RECORDS SHOWN.
══════════
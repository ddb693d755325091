use std::sync::Arc;

use axum::{Json, Router, routing::get};
use utoipa::OpenApi;

use crate::repository::Repository;

pub mod v1;

/// OpenAPI description of the JSON API.
#[derive(OpenApi)]
#[openapi(
    paths(
        v1::get_view_handler,
        v1::get_counts_handler,
        v1::get_projects_handler,
        v1::create_project_handler,
        v1::create_task_handler,
        v1::update_task_handler,
        v1::toggle_task_handler,
        v1::delete_task_handler,
    ),
    tags(
        (name = "Views", description = "Filtered task lists and sidebar counts"),
        (name = "Tasks", description = "Task creation and editing"),
        (name = "Projects", description = "Project listing and creation")
    )
)]
pub struct ApiDoc;

/// Creates the API routes for JSON API endpoints.
pub fn create_api_router(repository: Arc<Repository>) -> Router {
    Router::new()
        .nest("/api/v1", v1::create_api_router(repository))
        .route("/api-docs/openapi.json", get(openapi_handler))
}

#[tracing::instrument]
pub async fn openapi_handler() -> Json<utoipa::openapi::OpenApi> {
    Json(ApiDoc::openapi())
}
══════════
Copy out each line of the data that holds the string "name".

PROBLEM SOLUTION.
        (name = "Views", description = "Filtered task lists and sidebar counts"),
        (name = "Tasks", description = "Task creation and editing"),
        (name = "Projects", description = "Project listing and creation")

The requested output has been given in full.